Every morning my mother boiled
a huge vat of mustard greens,
steam drifting over to my crib and
after a few hours, souring into a gas.
I breathed it all in. I began to walk
so they fitted me with braces.
I began to run, so they fitted me
with books: Mars, hydrogen, Mongolia.
I learned to dig a deeper kind of ditch.
I learned to start a fire in three minutes.
I learned to sharpen a pencil into
a bayonet. Sometimes at night
I'd sneak into the house of our neighbors,
into the hall outside their bedroom,
and watch as they moved over each
other like slow, moonlit fish.
Sometimes my mother would comb
my father's hair with her fingertips,
but that was it.
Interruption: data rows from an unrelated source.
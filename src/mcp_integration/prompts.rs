//! Prompt templates for common helpdesk workflows.
//!
//! Each template is a [`PromptDescriptor`]: a name, declared arguments, and a
//! render function producing one user message that walks the model through the
//! tools needed for the workflow. Served by `prompts/list` and `prompts/get`.

use chrono::{Duration as ChronoDuration, Utc};
use serde_json::{Map, Value, json};

const PRIORITIES: &[&str] = &["low", "medium", "high", "urgent"];
const STATUSES: &[&str] = &["open", "pending", "resolved", "closed"];

/// Arguments passed to `prompts/get`.
pub type PromptArguments = Map<String, Value>;

/// Declared prompt argument. MCP prompt arguments are plain strings.
#[derive(Debug, Clone, PartialEq, Eq)]
pub struct PromptArgument {
    pub name: &'static str,
    pub description: &'static str,
    pub required: bool,
}

impl PromptArgument {
    const fn required(name: &'static str, description: &'static str) -> Self {
        Self {
            name,
            description,
            required: true,
        }
    }

    const fn optional(name: &'static str, description: &'static str) -> Self {
        Self {
            name,
            description,
            required: false,
        }
    }
}

#[derive(Debug, Clone, PartialEq, Eq, thiserror::Error)]
pub enum PromptError {
    #[error("Unknown prompt: {0}")]
    UnknownPrompt(String),

    #[error("Prompt '{prompt}' requires argument '{argument}'")]
    MissingArgument { prompt: String, argument: String },

    #[error("Prompt argument '{argument}' {message}")]
    InvalidArgument { argument: String, message: String },
}

/// A named prompt template.
#[derive(Debug, Clone)]
pub struct PromptDescriptor {
    pub name: &'static str,
    pub description: &'static str,
    pub arguments: Vec<PromptArgument>,
    render: fn(&PromptArguments) -> Result<String, PromptError>,
}

impl PromptDescriptor {
    /// Entry for `prompts/list`.
    pub fn definition(&self) -> Value {
        let arguments: Vec<Value> = self
            .arguments
            .iter()
            .map(|arg| {
                json!({
                    "name": arg.name,
                    "description": arg.description,
                    "required": arg.required
                })
            })
            .collect();
        json!({
            "name": self.name,
            "description": self.description,
            "arguments": arguments
        })
    }

    /// Render the prompt text after checking required arguments are present.
    pub fn render(&self, arguments: &PromptArguments) -> Result<String, PromptError> {
        if let Some(missing) = self
            .arguments
            .iter()
            .find(|arg| arg.required && text(arguments, arg.name).is_none())
        {
            return Err(PromptError::MissingArgument {
                prompt: self.name.to_string(),
                argument: missing.name.to_string(),
            });
        }
        (self.render)(arguments)
    }
}

/// Look up a prompt by name.
pub fn find_prompt<'a>(
    prompts: &'a [PromptDescriptor],
    name: &str,
) -> Result<&'a PromptDescriptor, PromptError> {
    prompts
        .iter()
        .find(|prompt| prompt.name == name)
        .ok_or_else(|| PromptError::UnknownPrompt(name.to_string()))
}

/// The prompts served by the adapter, in listing order.
pub fn builtin_prompts() -> Vec<PromptDescriptor> {
    vec![
        PromptDescriptor {
            name: "create_ticket",
            description: "Draft and file a well-formed ticket",
            arguments: vec![
                PromptArgument::required("subject", "Ticket subject"),
                PromptArgument::required("description", "What happened"),
                PromptArgument::optional("priority", "low, medium, high or urgent (default medium)"),
                PromptArgument::optional("requester_email", "Email of the person affected"),
            ],
            render: render_create_ticket,
        },
        PromptDescriptor {
            name: "ticket_analysis",
            description: "Analyse a ticket and recommend next steps",
            arguments: vec![PromptArgument::required("ticket_id", "Ticket to analyse")],
            render: render_ticket_analysis,
        },
        PromptDescriptor {
            name: "bulk_ticket_report",
            description: "Summarise recent tickets matching optional filters",
            arguments: vec![
                PromptArgument::optional("status", "open, pending, resolved or closed"),
                PromptArgument::optional("priority", "low, medium, high or urgent"),
                PromptArgument::optional("agent_id", "Only tickets assigned to this agent"),
                PromptArgument::optional("days_back", "Look-back window in days (default 7)"),
            ],
            render: render_bulk_report,
        },
        PromptDescriptor {
            name: "escalation",
            description: "Escalate a ticket with an audit note",
            arguments: vec![
                PromptArgument::required("ticket_id", "Ticket to escalate"),
                PromptArgument::required("reason", "Why the ticket needs escalation"),
                PromptArgument::optional("urgency_level", "low, medium, high or urgent (default high)"),
            ],
            render: render_escalation,
        },
        PromptDescriptor {
            name: "knowledge_base",
            description: "Find or draft solution content for a topic",
            arguments: vec![
                PromptArgument::required("topic", "Subject to research"),
                PromptArgument::optional("article_type", "solution, faq or how_to (default solution)"),
            ],
            render: render_knowledge_base,
        },
        PromptDescriptor {
            name: "agent_workload",
            description: "Review open work for one agent or the whole desk",
            arguments: vec![PromptArgument::optional("agent_id", "Agent to review; omit for the desk")],
            render: render_agent_workload,
        },
        PromptDescriptor {
            name: "sla_monitoring",
            description: "Spot tickets at risk of breaching their due dates",
            arguments: vec![
                PromptArgument::optional("group_id", "Only tickets owned by this group"),
                PromptArgument::optional("priority_level", "low, medium, high or urgent"),
            ],
            render: render_sla_monitoring,
        },
    ]
}

/// Argument as trimmed text. Numbers are accepted for id-like arguments.
fn text(arguments: &PromptArguments, name: &str) -> Option<String> {
    match arguments.get(name)? {
        Value::String(s) if !s.trim().is_empty() => Some(s.trim().to_string()),
        Value::Number(n) => Some(n.to_string()),
        _ => None,
    }
}

fn one_of(
    arguments: &PromptArguments,
    name: &str,
    allowed: &[&str],
) -> Result<Option<String>, PromptError> {
    match text(arguments, name) {
        Some(value) if allowed.contains(&value.as_str()) => Ok(Some(value)),
        Some(value) => Err(PromptError::InvalidArgument {
            argument: name.to_string(),
            message: format!("must be one of {}, got '{value}'", allowed.join(", ")),
        }),
        None => Ok(None),
    }
}

fn id(arguments: &PromptArguments, name: &str) -> Result<Option<u64>, PromptError> {
    text(arguments, name)
        .map(|value| {
            value.parse::<u64>().map_err(|_| PromptError::InvalidArgument {
                argument: name.to_string(),
                message: format!("must be a positive integer, got '{value}'"),
            })
        })
        .transpose()
}

fn required_id(arguments: &PromptArguments, name: &str) -> Result<u64, PromptError> {
    id(arguments, name)?.ok_or_else(|| PromptError::InvalidArgument {
        argument: name.to_string(),
        message: "is required".to_string(),
    })
}

fn required_text(arguments: &PromptArguments, name: &str) -> Result<String, PromptError> {
    text(arguments, name).ok_or_else(|| PromptError::InvalidArgument {
        argument: name.to_string(),
        message: "is required".to_string(),
    })
}

fn render_create_ticket(arguments: &PromptArguments) -> Result<String, PromptError> {
    let subject = required_text(arguments, "subject")?;
    let description = required_text(arguments, "description")?;
    let priority = one_of(arguments, "priority", PRIORITIES)?.unwrap_or_else(|| "medium".into());

    let mut call = json!({
        "subject": subject,
        "description": description,
        "priority": priority,
        "status": "open",
        "source": "portal"
    });
    let requester = match text(arguments, "requester_email") {
        Some(email) => {
            call["email"] = json!(email);
            format!("The requester is {email}.")
        }
        None => "No requester was given; ask for an email or a requester_id before filing.".into(),
    };

    Ok(format!(
        "File a new helpdesk ticket.\n\n\
         Subject: {subject}\n\
         Description: {description}\n\
         Priority: {priority}\n\
         {requester}\n\n\
         1. Tighten the description: what is affected, since when, and any error text.\n\
         2. Call `create_ticket` with:\n{call:#}\n\
         3. Report the new ticket id and its status back to the user."
    ))
}

fn render_ticket_analysis(arguments: &PromptArguments) -> Result<String, PromptError> {
    let ticket_id = required_id(arguments, "ticket_id")?;
    Ok(format!(
        "Analyse ticket #{ticket_id}.\n\n\
         1. Call `get_ticket` with {{\"ticket_id\": {ticket_id}}}.\n\
         2. If it has a requester_id, call `get_requester_by_id` to see who raised it.\n\
         3. Call `search_solutions` with the key terms of the subject to find known fixes.\n\n\
         Summarise the problem, its current status and priority, how long it has been open, \
         and recommend the next action. If the recommendation changes the ticket, propose the \
         `update_ticket` arguments but do not apply them without confirmation."
    ))
}

fn render_bulk_report(arguments: &PromptArguments) -> Result<String, PromptError> {
    let status = one_of(arguments, "status", STATUSES)?;
    let priority = one_of(arguments, "priority", PRIORITIES)?;
    let agent_id = id(arguments, "agent_id")?;
    let days_back = id(arguments, "days_back")?.unwrap_or(7);
    let since = (Utc::now() - ChronoDuration::days(days_back.min(3650) as i64))
        .format("%Y-%m-%dT00:00:00Z");

    let mut filters = Map::new();
    if let Some(status) = status {
        filters.insert("status".into(), json!(status));
    }
    if let Some(priority) = priority {
        filters.insert("priority".into(), json!(priority));
    }
    if let Some(agent_id) = agent_id {
        filters.insert("agent_id".into(), json!(agent_id));
    }

    let fetch = if filters.is_empty() {
        format!(
            "Call `list_tickets` with {}.",
            json!({"updated_since": since.to_string()})
        )
    } else {
        format!(
            "Call `filter_tickets` with {}, then keep only tickets created on or after {since}.",
            Value::Object(filters)
        )
    };

    Ok(format!(
        "Build a ticket report for the last {days_back} days.\n\n\
         {fetch}\n\
         If the result envelope says `truncated`, mention that the report is partial.\n\n\
         Report totals by status and priority, the oldest unresolved tickets, recurring \
         subjects, and any agent with an unusually large share."
    ))
}

fn render_escalation(arguments: &PromptArguments) -> Result<String, PromptError> {
    let ticket_id = required_id(arguments, "ticket_id")?;
    let reason = required_text(arguments, "reason")?;
    let urgency = one_of(arguments, "urgency_level", PRIORITIES)?.unwrap_or_else(|| "high".into());

    let note = json!({
        "ticket_id": ticket_id,
        "body": format!("Escalated ({urgency}): {reason}"),
        "private": true
    });
    let update = json!({"ticket_id": ticket_id, "priority": urgency});

    Ok(format!(
        "Escalate ticket #{ticket_id}.\n\
         Reason: {reason}\n\n\
         1. Call `get_ticket` with {{\"ticket_id\": {ticket_id}}} and confirm it is not already \
            resolved or closed.\n\
         2. Record the escalation with `add_ticket_note`:\n{note:#}\n\
         3. Raise the priority with `update_ticket`:\n{update:#}\n\
         4. If the ticket needs a different team, suggest a group_id for `update_ticket`.\n\n\
         Confirm each change back to the user."
    ))
}

fn render_knowledge_base(arguments: &PromptArguments) -> Result<String, PromptError> {
    let topic = required_text(arguments, "topic")?;
    let article_type = text(arguments, "article_type").unwrap_or_else(|| "solution".into());
    Ok(format!(
        "Research the knowledge base for \"{topic}\".\n\n\
         1. Call `search_solutions` with {}.\n\
         2. Open the returned `url` links for the closest matches.\n\
         3. If nothing covers the topic, draft a {article_type} article with a title, \
            symptoms, cause, and step-by-step resolution.\n\n\
         Cite existing articles by title and url.",
        json!({"search_term": topic})
    ))
}

fn render_agent_workload(arguments: &PromptArguments) -> Result<String, PromptError> {
    let scope = match id(arguments, "agent_id")? {
        Some(agent_id) => format!(
            "agent {agent_id}.\n\n\
             1. Call `filter_tickets` with {} and again with {}.",
            json!({"agent_id": agent_id, "status": "open"}),
            json!({"agent_id": agent_id, "status": "pending"})
        ),
        None => format!(
            "the whole desk.\n\n\
             1. Call `filter_tickets` with {} and again with {}, grouping results by responder_id.",
            json!({"status": "open"}),
            json!({"status": "pending"})
        ),
    };
    Ok(format!(
        "Review the current workload for {scope}\n\
         2. Count tickets by priority and flag any past their due_by time.\n\n\
         Recommend which tickets to tackle first and whether any should be reassigned."
    ))
}

fn render_sla_monitoring(arguments: &PromptArguments) -> Result<String, PromptError> {
    let mut filters = Map::new();
    filters.insert("status".into(), json!("open"));
    if let Some(group_id) = id(arguments, "group_id")? {
        filters.insert("group_id".into(), json!(group_id));
    }
    if let Some(priority) = one_of(arguments, "priority_level", PRIORITIES)? {
        filters.insert("priority".into(), json!(priority));
    }
    let open = Value::Object(filters.clone());
    filters.insert("status".into(), json!("pending"));
    let pending = Value::Object(filters);

    Ok(format!(
        "Check for tickets at risk of missing their due dates.\n\n\
         1. Call `filter_tickets` with {open} and again with {pending}.\n\
         2. Compare each ticket's due_by and fr_due_by against the current time.\n\n\
         List breached tickets first, then those due within the next four hours, with \
         ticket id, subject, priority and time remaining."
    ))
}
They wanted an only
child: the child to end all children.

--Sandra Beasley

2 comments:

Anonymous said...

Wow, indeed!

Why can't they print poems like this in The New Yorker?

GMC said...

awesome...mustard greens souring into a gas by my crib! and watch as they moved over each
other like slow, moonlit fish. (is that sexual?)
So that's how a poem works...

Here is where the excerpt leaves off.